Neu entdeckte microRNA reguliert Mobilität von Tumorzellen

01.11.2017 - Schweiz

Krebszellen können einen zellulären Prozess reaktivieren, der für die Embryonalentwicklung wesentlich ist. Das versetzt sie in die Lage, den primären Tumor zu verlassen, in umliegende Gewebe einzudringen und in peripheren Organen Metastasen zu bilden. Im Fachblatt «Nature Communications» geben Forscher vom Departement Biomedizin der Universität Basel Einblick in die molekularen Netzwerke, die diesen Prozess steuern.

University of Basel, Department of Biomedicine

Epitheliale Brustkrebszellen nach der Behandlung mit einem EMT-Auslöser: Sie nehmen die Eigenschaften von mesenchymalen Zellen an; zudem lösen sich einzelne Zellen vom Zellverband und wandern in die Umgebung aus. Blau: Zellkern, Grün: Paxillin (Adhesionsprotein), Rot: Aktin (Zytoskelett).

Während der Entwicklung eines Embryos können sich Epithelzellen aus dem Zellverband lösen, ihre zelltypspezifischen Eigenschaften ändern sowie in andere Region wandern, um dort die gewünschten Strukturen zu bilden. Dieser Vorgang mit dem Namen Epitheliale-Mesenchymale Transition (EMT) ist reversibel und kann auch in die Richtung von Mesenchymzellen zu Epithelzellen verlaufen (MET). Er wiederholt sich mehrmals während der embryonalen Entwicklung und erlaubt letztlich die Bildung von Organen in unserem Körper.

Tumorzellen können Programm reaktivieren

Was in der Embryonalgenese ein ganz normaler Vorgang ist, spielt auch bei der Verteilung von Tumorzellen im Körper und der Entstehung von Metastasen eine wichtige Rolle. In den letzten Jahren hat dieses zelluläre Programm in der Tumorforschung denn auch verstärkt Aufmerksamkeit erhalten.

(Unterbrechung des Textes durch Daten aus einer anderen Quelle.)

//! Terminal output formatting with colors
//!
//! Respects NO_COLOR, CLICOLOR, CLICOLOR_FORCE automatically.

use colored::Colorize;

/// Print error (red bold "error:" prefix) to stderr
pub fn error(msg: &(impl std::fmt::Display + ?Sized)) {
    eprintln!("{}: {}", "error".red().bold(), msg);
}

/// Print warning (yellow "Warning:" prefix) to stderr
pub fn warning(msg: &(impl std::fmt::Display + ?Sized)) {
    eprintln!("{}: {}", "Warning".yellow(), msg);
}

/// Print success status (green checkmark)
pub fn success(msg: &(impl std::fmt::Display + ?Sized)) {
    println!("{} {}", "✓".green(), msg);
}

/// Print failure status (red X)
pub fn failure(msg: &(impl std::fmt::Display + ?Sized)) {
    println!("{} {}", "✗".red(), msg);
}

/// Print section header (cyan bold)
pub fn header(msg: &(impl std::fmt::Display + ?Sized)) {
    println!("{}", msg.to_string().cyan().bold());
}

/// Print indented detail (no color)
pub fn detail(msg: &(impl std::fmt::Display + ?Sized)) {
    println!("  {}", msg);
}

/// Print plain output (no color, for JSON and trees)
pub fn info(msg: &(impl std::fmt::Display + ?Sized)) {
    println!("{}", msg);
}
//! CLI argument definitions using clap

use std::path::PathBuf;

use clap::{ArgAction, Parser, Subcommand, ValueEnum, ValueHint};

use crate::domain::{Aggregation, GroupKind, LeafKind};

/// Audience-qualification condition trees: inspect, check, edit, pull and push campaign rules
#[derive(Parser, Debug)]
#[command(name = "condtree")]
#[command(author, version, about, long_about = None)]
#[command(propagate_version = true)]
pub struct Cli {
    /// Debug output, repeat for more (-d info, -dd debug, -ddd trace)
    #[arg(short, long, global = true, action = ArgAction::Count)]
    pub debug: u8,

    /// Local config file, layered over the global one
    #[arg(short, long, global = true, env = "CONDTREE_CONFIG", value_hint = ValueHint::FilePath)]
    pub config: Option<PathBuf>,

    #[command(subcommand)]
    pub command: Option<Commands>,
}

#[derive(Subcommand, Debug)]
pub enum Commands {
    /// Show a rule as a tree, with node ids
    Show {
        /// Rule file (JSON)
        #[arg(value_hint = ValueHint::FilePath)]
        file: PathBuf,
    },

    /// Check a rule against the backend's creation rules
    Check {
        /// Rule file (JSON)
        #[arg(value_hint = ValueHint::FilePath)]
        file: PathBuf,
    },

    /// Decode and re-encode a rule (collapses single-child groups)
    Normalize {
        /// Rule file (JSON)
        #[arg(value_hint = ValueHint::FilePath)]
        file: PathBuf,
    },

    /// Print an empty rule
    New,

    /// Tell whether any condition of a kind is present
    Has {
        /// Rule file (JSON)
        #[arg(value_hint = ValueHint::FilePath)]
        file: PathBuf,
        /// Condition kind
        #[arg(value_enum)]
        kind: LeafKindArg,
    },

    /// Apply one edit to a rule; ids are those printed by `show`
    Edit {
        /// Rule file (JSON)
        #[arg(value_hint = ValueHint::FilePath)]
        file: PathBuf,
        /// Write the result back instead of printing it
        #[arg(short, long)]
        in_place: bool,
        #[command(subcommand)]
        op: EditOp,
    },

    /// Fetch a campaign and show its rule
    Pull {
        /// Campaign id
        id: i64,
        /// Print the rule as JSON instead of a tree
        #[arg(long)]
        json: bool,
    },

    /// Create a campaign with a rule
    Push {
        /// Rule file (JSON)
        #[arg(value_hint = ValueHint::FilePath)]
        file: PathBuf,
        /// Campaign name
        #[arg(long)]
        name: String,
        /// Reward description
        #[arg(long, default_value = "")]
        reward: String,
    },

    /// Manage settings
    Config {
        #[command(subcommand)]
        command: ConfigCommands,
    },

    /// Generate shell completions
    Completion {
        /// Shell type
        #[arg(value_enum)]
        shell: clap_complete::Shell,
    },
}

#[derive(Subcommand, Debug)]
pub enum EditOp {
    /// Append a condition to a group
    AddCondition {
        group: u64,
        #[arg(value_enum)]
        kind: LeafKindArg,
    },

    /// Append an empty OR group to a group
    AddGroup { group: u64 },

    /// Delete a node (the root stays)
    Delete { node: u64 },

    /// Set a group's combinator
    SetKind {
        group: u64,
        #[arg(value_enum)]
        kind: GroupKindArg,
    },

    /// Set a condition's threshold
    SetThreshold { node: u64, threshold: u64 },

    /// Set how events in the window are combined
    SetAggregation {
        node: u64,
        #[arg(value_enum)]
        aggregation: AggregationArg,
    },

    /// Set a gift condition's gift id (0 clears it)
    SetGift {
        node: u64,
        #[arg(value_parser = clap::value_parser!(i64).range(0..))]
        gift: i64,
    },

    /// Enable or disable a guard level of a member condition
    SetGuard {
        node: u64,
        #[arg(value_parser = clap::value_parser!(u8).range(1..=3))]
        level: u8,
        #[arg(action = ArgAction::Set)]
        enabled: bool,
    },

    /// Set a condition's time window (YYYYMMDDHHmmss)
    SetTime {
        node: u64,
        start: String,
        end: String,
    },
}

#[derive(Subcommand, Debug)]
pub enum ConfigCommands {
    /// Show effective configuration
    Show,
    /// Show config file locations
    Path,
    /// Print a template config file
    Template,
}

#[derive(ValueEnum, Debug, Clone, Copy, PartialEq, Eq)]
pub enum LeafKindArg {
    Member,
    Gift,
    Sc,
}

impl From<LeafKindArg> for LeafKind {
    fn from(arg: LeafKindArg) -> Self {
        match arg {
            LeafKindArg::Member => LeafKind::Member,
            LeafKindArg::Gift => LeafKind::Gift,
            LeafKindArg::Sc => LeafKind::SuperChat,
        }
    }
}

#[derive(ValueEnum, Debug, Clone, Copy, PartialEq, Eq)]
pub enum GroupKindArg {
    And,
    Or,
}

impl From<GroupKindArg> for GroupKind {
    fn from(arg: GroupKindArg) -> Self {
        match arg {
            GroupKindArg::And => GroupKind::And,
            GroupKindArg::Or => GroupKind::Or,
        }
    }
}

#[derive(ValueEnum, Debug, Clone, Copy, PartialEq, Eq)]
pub enum AggregationArg {
    Total,
    Once,
}

impl From<AggregationArg> for Aggregation {
    fn from(arg: AggregationArg) -> Self {
        match arg {
            AggregationArg::Total => Aggregation::Total,
            AggregationArg::Once => Aggregation::Once,
        }
    }
}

Tumorzellen sind in der Lage das EMT/MET-Programm zu reaktivieren. Dadurch erlangen sie Stammzelleigenschaften und entwickeln eine erhöhte Resistenz gegenüber klassischen aber auch den neuesten gezielten Krebstherapien.

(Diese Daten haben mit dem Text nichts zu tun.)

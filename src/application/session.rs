//! One editing session over one condition tree.

use std::sync::Arc;

use tracing::debug;

use crate::domain::{
    codec, query, Clock, CondNode, ConditionEditor, DecodeError, DomainResult, IdAllocator,
    NodeId, ReadOnlyEditor, SystemClock, TreeEditor, ValidationError, WireCondition,
};

/// Whether edits made through the session take effect.
#[derive(Debug, Clone, Copy, PartialEq, Eq, Default)]
pub enum EditMode {
    #[default]
    Editable,
    ReadOnly,
}

/// Owns a tree together with the id allocator its ids came from.
///
/// The editor variant is chosen once, from the session's [`EditMode`], and
/// handed to every edit callback.
pub struct EditSession {
    ids: IdAllocator,
    root: CondNode,
    mode: EditMode,
    clock: Arc<dyn Clock>,
}

impl std::fmt::Debug for EditSession {
    fn fmt(&self, f: &mut std::fmt::Formatter<'_>) -> std::fmt::Result {
        f.debug_struct("EditSession")
            .field("ids", &self.ids)
            .field("root", &self.root)
            .field("mode", &self.mode)
            .finish_non_exhaustive()
    }
}

impl EditSession {
    /// A new rule: a single empty OR group.
    pub fn new_campaign(mode: EditMode) -> Self {
        let ids = IdAllocator::new();
        let clock: Arc<dyn Clock> = Arc::new(SystemClock);
        let root = TreeEditor::with_clock(&ids, clock.clone()).new_group().into();
        Self {
            ids,
            root,
            mode,
            clock,
        }
    }

    /// Decode an existing rule with fresh ids.
    pub fn from_wire(wire: &WireCondition, mode: EditMode) -> Result<Self, DecodeError> {
        let ids = IdAllocator::new();
        let root = codec::decode(wire, &ids)?;
        debug!("from_wire: {} nodes, mode={:?}", ids.allocated(), mode);
        Ok(Self {
            ids,
            root,
            mode,
            clock: Arc::new(SystemClock),
        })
    }

    /// Parse and decode a JSON rule document.
    pub fn from_json(json: &str, mode: EditMode) -> DomainResult<Self> {
        Ok(Self::from_wire(&codec::from_json(json)?, mode)?)
    }

    /// Replace the clock used for default time ranges.
    pub fn with_clock(mut self, clock: Arc<dyn Clock>) -> Self {
        self.clock = clock;
        self
    }

    pub fn mode(&self) -> EditMode {
        self.mode
    }

    pub fn root(&self) -> &CondNode {
        &self.root
    }

    pub fn to_wire(&self) -> WireCondition {
        codec::encode(&self.root)
    }

    pub fn validate(&self) -> Result<(), ValidationError> {
        crate::domain::validate(&self.root)
    }

    /// Run `f` with this session's editor and the root node.
    pub fn edit<R>(&mut self, f: impl FnOnce(&dyn ConditionEditor, &mut CondNode) -> R) -> R {
        match self.mode {
            EditMode::Editable => {
                let editor = TreeEditor::with_clock(&self.ids, self.clock.clone());
                f(&editor, &mut self.root)
            }
            EditMode::ReadOnly => f(&ReadOnlyEditor, &mut self.root),
        }
    }

    /// Run `f` on the node with `id`. Returns `None` if no such node exists.
    pub fn edit_node<R>(
        &mut self,
        id: NodeId,
        f: impl FnOnce(&dyn ConditionEditor, &mut CondNode) -> R,
    ) -> Option<R> {
        let node = query::find_mut(&mut self.root, id)?;
        let result = match self.mode {
            EditMode::Editable => {
                let editor = TreeEditor::with_clock(&self.ids, self.clock.clone());
                f(&editor, node)
            }
            EditMode::ReadOnly => f(&ReadOnlyEditor, node),
        };
        Some(result)
    }
}
//! Domain-level errors (no external dependencies)

use thiserror::Error;

use crate::domain::entities::{LeafKind, NodeId};

/// Wire documents that cannot be turned into a condition tree.
#[derive(Error, Debug)]
pub enum DecodeError {
    #[error("missing field `{field}` in {kind} condition")]
    MissingField { kind: String, field: &'static str },

    #[error("unknown condition kind: {0:?}")]
    UnknownKind(String),

    #[error("unknown aggregation: {0:?}")]
    UnknownAggregation(String),

    #[error("malformed timestamp in `{field}`: {value:?}")]
    MalformedTimestamp { field: &'static str, value: String },

    #[error("invalid condition document: {0}")]
    Json(#[from] serde_json::Error),
}

/// Rule violations the backend would reject at campaign creation.
#[derive(Error, Debug, Clone, PartialEq, Eq)]
pub enum ValidationError {
    #[error("condition group {0} has no sub conditions")]
    EmptyGroup(NodeId),

    #[error("condition {0} ends before it starts")]
    InvertedTimeRange(NodeId),

    #[error("gift condition {0} has no gift selected")]
    GiftWithoutRef(NodeId),

    #[error("{kind} condition {id} needs a threshold of at least 1")]
    ThresholdTooLow { id: NodeId, kind: LeafKind },

    #[error("member condition {0} accepts no guard level")]
    NoGuardLevels(NodeId),
}

/// Domain errors represent business logic violations.
#[derive(Error, Debug)]
pub enum DomainError {
    #[error("{0}")]
    Decode(#[from] DecodeError),

    #[error("{0}")]
    Validation(#[from] ValidationError),
}

/// Result type for domain operations.
pub type DomainResult<T> = Result<T, DomainError>;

Zusätzlich fördert ein EMT, dass sich Krebszellen vom Primärtumor ablösen, in das umliegende Gewebe und in Blutgefässe eindringen, sich im gesamten Körper verteilen und Metastasen in entfernten Organen bilden, was letztlich für den Tod der meisten Krebspatienten verantwortlich ist.

Die Forschungsgruppe unter der Leitung von Prof. Dr. Gerhard Christofori vom Departement Biomedizin der Universität Basel erforscht die molekularen Abläufe, die das zelluläre Programm EMT regulieren. Damit wollen sie neue Interventionsstrategien gegen die Entwicklung maligner Tumore und Bildung von Metastasen aufzeigen – zum Beispiel bei Brustkrebs, einer der häufigsten und bösartigsten Erkrankungen bei Frauen.

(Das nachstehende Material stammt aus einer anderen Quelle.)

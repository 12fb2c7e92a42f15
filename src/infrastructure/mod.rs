//! Infrastructure layer: HTTP implementations and DI container
//!
//! This layer implements the backend boundary traits and wires up services.

pub mod di;
pub mod error;
pub mod http;
pub mod session_guard;
pub mod traits;

pub use error::{InfraError, InfraResult, TransportError};
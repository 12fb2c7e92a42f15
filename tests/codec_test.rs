//! Integration tests for decoding and encoding condition trees.

use chrono::NaiveDate;
use rstest::rstest;

use condtree::domain::codec::{self, decode_json, encode};
use condtree::domain::query::structural_eq;
use condtree::domain::{
    decode, Aggregation, CondNode, ConditionEditor, DecodeError, GiftId, GroupKind, GroupNode,
    GuardLevel, GuardLevels, IdAllocator, LeafKind, LeafNode, NodeId, TimeRange, TreeEditor,
    WireCondition,
};

fn leaf(ids: &IdAllocator, kind: LeafKind, threshold: u64) -> CondNode {
    let day = NaiveDate::from_ymd_opt(2023, 8, 19).unwrap();
    LeafNode {
        id: ids.next_id(),
        kind,
        time_range: TimeRange::new(
            day.and_hms_opt(0, 0, 0).unwrap(),
            day.and_hms_opt(23, 30, 0).unwrap(),
        ),
        aggregation: Aggregation::Total,
        threshold,
        gift_ref: GiftId::new(31036).filter(|_| kind == LeafKind::Gift),
        guard_levels: GuardLevels::all(),
    }
    .into()
}

fn group(ids: &IdAllocator, kind: GroupKind, children: Vec<CondNode>) -> CondNode {
    GroupNode {
        id: ids.next_id(),
        kind,
        children,
    }
    .into()
}

#[test]
fn given_and_group_with_member_leaf_when_decoding_then_builds_typed_tree() {
    // Arrange
    let json = r#"{"kind":"and","sub_conditions":[{"kind":"member",
        "start_time":"20230819000000","end_time":"20230820050000",
        "aggregation":"total","threshold":1,"guard_levels":[1,2],"gift_ref":0}]}"#;
    let ids = IdAllocator::new();

    // Act
    let root = decode_json(json, &ids).unwrap();

    // Assert
    let group = root.as_group().expect("root is a group");
    assert_eq!(group.kind, GroupKind::And);
    assert_eq!(group.children.len(), 1);

    let member = group.children[0].as_leaf().expect("child is a leaf");
    assert_eq!(member.kind, LeafKind::Member);
    assert_eq!(member.aggregation, Aggregation::Total);
    assert_eq!(member.threshold, 1);
    assert_eq!(member.gift_ref, None);
    assert!(member.guard_levels.get(GuardLevel::Governor));
    assert!(member.guard_levels.get(GuardLevel::Commander));
    assert!(!member.guard_levels.get(GuardLevel::Captain));
    assert_eq!(
        member.time_range.end,
        NaiveDate::from_ymd_opt(2023, 8, 20)
            .unwrap()
            .and_hms_opt(5, 0, 0)
            .unwrap()
    );
}

#[test]
fn given_nested_document_when_decoding_then_ids_are_preorder() {
    let json = r#"{"kind":"or","sub_conditions":[
        {"kind":"and","sub_conditions":[
            {"kind":"sc","start_time":"20230819000000","end_time":"20230820050000","aggregation":"once","threshold":30},
            {"kind":"gift","start_time":"20230819000000","end_time":"20230820050000","aggregation":"total","threshold":5,"gift_ref":7}]},
        {"kind":"member","start_time":"20230819000000","end_time":"20230820050000","aggregation":"total","threshold":1,"guard_levels":[3]}]}"#;
    let ids = IdAllocator::new();

    let root = decode_json(json, &ids).unwrap();

    let visited: Vec<NodeId> = condtree::domain::query::iter(&root)
        .map(CondNode::id)
        .collect();
    assert_eq!(
        visited,
        vec![NodeId(0), NodeId(1), NodeId(2), NodeId(3), NodeId(4)]
    );
    assert_eq!(ids.allocated(), 5);
}

#[test]
fn given_single_child_group_when_encoding_then_collapses_to_child() {
    let ids = IdAllocator::new();
    let child = leaf(&ids, LeafKind::SuperChat, 50);
    let expected = encode(&child);
    let wrapped = group(&ids, GroupKind::Or, vec![child]);

    assert_eq!(encode(&wrapped), expected);
}

#[test]
fn given_nested_singleton_groups_when_encoding_then_collapses_every_level() {
    let ids = IdAllocator::new();
    let inner = group(
        &ids,
        GroupKind::Or,
        vec![leaf(&ids, LeafKind::Member, 1), leaf(&ids, LeafKind::Gift, 3)],
    );
    let expected = encode(&inner);
    let outer = group(
        &ids,
        GroupKind::And,
        vec![group(&ids, GroupKind::Or, vec![inner])],
    );

    assert_eq!(encode(&outer), expected);
}

#[test]
fn given_empty_group_when_encoding_then_keeps_empty_sub_conditions() {
    let ids = IdAllocator::new();
    let empty = group(&ids, GroupKind::Or, vec![]);

    let wire = encode(&empty);

    assert_eq!(wire, WireCondition::group("or", vec![]));
}

#[rstest]
#[case::flat_or(GroupKind::Or)]
#[case::flat_and(GroupKind::And)]
fn given_tree_without_singletons_when_round_tripping_then_structure_survives(
    #[case] kind: GroupKind,
) {
    // Arrange
    let ids = IdAllocator::new();
    let mut member = leaf(&ids, LeafKind::Member, 1);
    if let Some(m) = member.as_leaf_mut() {
        m.guard_levels.set(GuardLevel::Commander, false);
        m.aggregation = Aggregation::Once;
    }
    let tree = group(
        &ids,
        kind,
        vec![
            member,
            group(
                &ids,
                GroupKind::And,
                vec![leaf(&ids, LeafKind::Gift, 10), leaf(&ids, LeafKind::SuperChat, 0)],
            ),
        ],
    );

    // Act
    let decoded = decode(&encode(&tree), &IdAllocator::new()).unwrap();

    // Assert
    assert!(structural_eq(&tree, &decoded));
}

#[test]
fn given_leaf_when_encoding_then_guard_levels_are_ascending() {
    let ids = IdAllocator::new();
    let mut node = leaf(&ids, LeafKind::Member, 1);
    if let Some(m) = node.as_leaf_mut() {
        m.guard_levels = GuardLevels::none();
        m.guard_levels.set(GuardLevel::Captain, true);
        m.guard_levels.set(GuardLevel::Governor, true);
    }

    let wire = encode(&node);

    assert_eq!(wire.guard_levels, Some(vec![1, 3]));
    assert_eq!(wire.sub_conditions, None);
}

#[test]
fn given_absent_gift_ref_when_encoding_then_writes_zero() {
    let ids = IdAllocator::new();
    let node = leaf(&ids, LeafKind::SuperChat, 0);

    let wire = encode(&node);

    assert_eq!(wire.gift_ref, Some(0));
    assert_eq!(wire.threshold, Some(0));
    assert_eq!(wire.start_time.as_deref(), Some("20230819000000"));
    assert_eq!(wire.end_time.as_deref(), Some("20230819233000"));
}

#[test]
fn given_out_of_range_guard_levels_when_decoding_then_ignores_them() {
    let json = r#"{"kind":"member","start_time":"20230819000000","end_time":"20230820050000",
        "aggregation":"total","threshold":1,"guard_levels":[0,2,4,-1]}"#;

    let root = decode_json(json, &IdAllocator::new()).unwrap();

    let member = root.as_leaf().unwrap();
    assert_eq!(member.guard_levels.enabled(), vec![GuardLevel::Commander]);
}

#[test]
fn given_missing_guard_levels_when_decoding_then_all_flags_are_false() {
    let json = r#"{"kind":"sc","start_time":"20230819000000","end_time":"20230820050000",
        "aggregation":"once","threshold":100}"#;

    let root = decode_json(json, &IdAllocator::new()).unwrap();

    let sc = root.as_leaf().unwrap();
    assert!(sc.guard_levels.is_empty());
    assert_eq!(sc.aggregation, Aggregation::Once);
}

#[rstest]
#[case::unknown_kind(
    r#"{"kind":"xor","sub_conditions":[]}"#,
    "unknown condition kind"
)]
#[case::group_without_children(r#"{"kind":"and"}"#, "sub_conditions")]
#[case::missing_threshold(
    r#"{"kind":"sc","start_time":"20230819000000","end_time":"20230820050000","aggregation":"once"}"#,
    "threshold"
)]
#[case::missing_start(
    r#"{"kind":"sc","end_time":"20230820050000","aggregation":"once","threshold":1}"#,
    "start_time"
)]
#[case::bad_aggregation(
    r#"{"kind":"sc","start_time":"20230819000000","end_time":"20230820050000","aggregation":"sum","threshold":1}"#,
    "unknown aggregation"
)]
#[case::bad_timestamp(
    r#"{"kind":"sc","start_time":"2023-08-19","end_time":"20230820050000","aggregation":"once","threshold":1}"#,
    "malformed timestamp"
)]
#[case::not_json("{kind:", "invalid condition document")]
fn given_invalid_document_when_decoding_then_reports_cause(
    #[case] json: &str,
    #[case] expected: &str,
) {
    let err = decode_json(json, &IdAllocator::new()).unwrap_err();

    assert!(
        err.to_string().contains(expected),
        "expected {:?} in {:?}",
        expected,
        err.to_string()
    );
}

#[test]
fn given_missing_field_when_decoding_then_names_kind_and_field() {
    let json = r#"{"kind":"gift","start_time":"20230819000000","aggregation":"total","threshold":1}"#;

    let err = decode_json(json, &IdAllocator::new()).unwrap_err();

    match err {
        DecodeError::MissingField { kind, field } => {
            assert_eq!(kind, "gift");
            assert_eq!(field, "end_time");
        }
        other => panic!("unexpected error: {other:?}"),
    }
}

#[test]
fn given_encoded_tree_when_serializing_then_omits_absent_fields() {
    let ids = IdAllocator::new();
    let tree = group(&ids, GroupKind::And, vec![]);

    let json = codec::to_json(&encode(&tree)).unwrap();
    let value: serde_json::Value = serde_json::from_str(&json).unwrap();

    assert_eq!(value, serde_json::json!({"kind": "and", "sub_conditions": []}));
}

#[test]
fn given_tree_built_with_system_clock_when_round_tripping_then_structure_survives() {
    // Arrange
    let ids = IdAllocator::new();
    let ed = TreeEditor::new(&ids);
    let mut root: CondNode = ed.new_group().into();
    ed.add_condition(&mut root, LeafKind::Member);
    ed.add_condition(&mut root, LeafKind::SuperChat);

    // Act
    let decoded = decode(&encode(&root), &IdAllocator::new()).unwrap();

    // Assert
    assert!(structural_eq(&root, &decoded));
}

#[test]
fn given_sub_second_instants_when_building_range_then_keeps_whole_seconds() {
    let day = NaiveDate::from_ymd_opt(2023, 8, 19).unwrap();

    let range = TimeRange::new(
        day.and_hms_nano_opt(0, 0, 0, 999_999_999).unwrap(),
        day.and_hms_milli_opt(23, 30, 0, 500).unwrap(),
    );

    assert_eq!(range.start, day.and_hms_opt(0, 0, 0).unwrap());
    assert_eq!(range.end, day.and_hms_opt(23, 30, 0).unwrap());
}

#[test]
fn given_largest_gift_id_when_round_tripping_then_value_is_kept() {
    // Arrange
    let ids = IdAllocator::new();
    let mut node = leaf(&ids, LeafKind::Gift, 1);
    if let Some(gift) = node.as_leaf_mut() {
        gift.gift_ref = GiftId::new(i64::MAX);
    }

    // Act
    let wire = encode(&node);
    let decoded = decode(&wire, &IdAllocator::new()).unwrap();

    // Assert
    assert_eq!(wire.gift_ref, Some(i64::MAX));
    assert_eq!(decoded.as_leaf().unwrap().gift_ref, GiftId::new(i64::MAX));
    assert!(structural_eq(&node, &decoded));
}

#[rstest]
#[case::zero(0)]
#[case::negative(-1)]
#[case::most_negative(i64::MIN)]
fn given_non_positive_gift_ref_when_decoding_then_gift_is_absent(#[case] gift_ref: i64) {
    let json = format!(
        r#"{{"kind":"gift","start_time":"20230819000000","end_time":"20230820050000",
        "aggregation":"total","threshold":1,"gift_ref":{gift_ref}}}"#
    );

    let root = decode_json(&json, &IdAllocator::new()).unwrap();

    assert_eq!(GiftId::new(gift_ref), None);
    assert_eq!(root.as_leaf().unwrap().gift_ref, None);
}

Neu entdeckte microRNA verhindert EMT

In einer Studie, publiziert in der neusten Ausgabe von «Nature Communications», fokussierten sich die Forscher speziell auf microRNAs (miRNAs), eine Klasse von sehr kurzen, nichtkodierenden RNAs mit grosser genregulatorischer Wirkung. Sie identifizierten eine bislang unbekannte microRNA, miR-1199-5p, welche ein epitheliales Zellverhalten induziert und die Bösartigkeit von Tumorzellen als auch ihr Potenzial hemmt, Ableger zu bilden.

Konkret verhindert die neu entdeckte microRNA die Synthese eines bestimmten Proteins, nämlich des Transkriptionsfaktors Zeb1. Dieser aktiviert EMT/MET – fehlt er aber, wird der EMT-Prozess verhindert. Auf der anderen Seite unterdrückt Zeb1 die Expression von miR1199-5p in einer sogenannten negativen Rückkopplung, womit sich die beiden Moleküle gegenseitig regulieren.

Solche molekularen Schalter werden immer häufiger innerhalb von Prozessen gefunden, durch die Zellen ihre zelltypspezifischen Eigenschaften ändern oder verlieren. Sie scheinen für eine schnelle, reversible Zellantwort auf extrazelluläre Stimuli verantwortlich zu sein.

Diese Einsichten in die molekularen Netzwerke zur Regulation der EMT/MET-Plastizität können zukünftig genutzt werden, um neue Strategien für die Brustkrebstherapie zu entwerfen.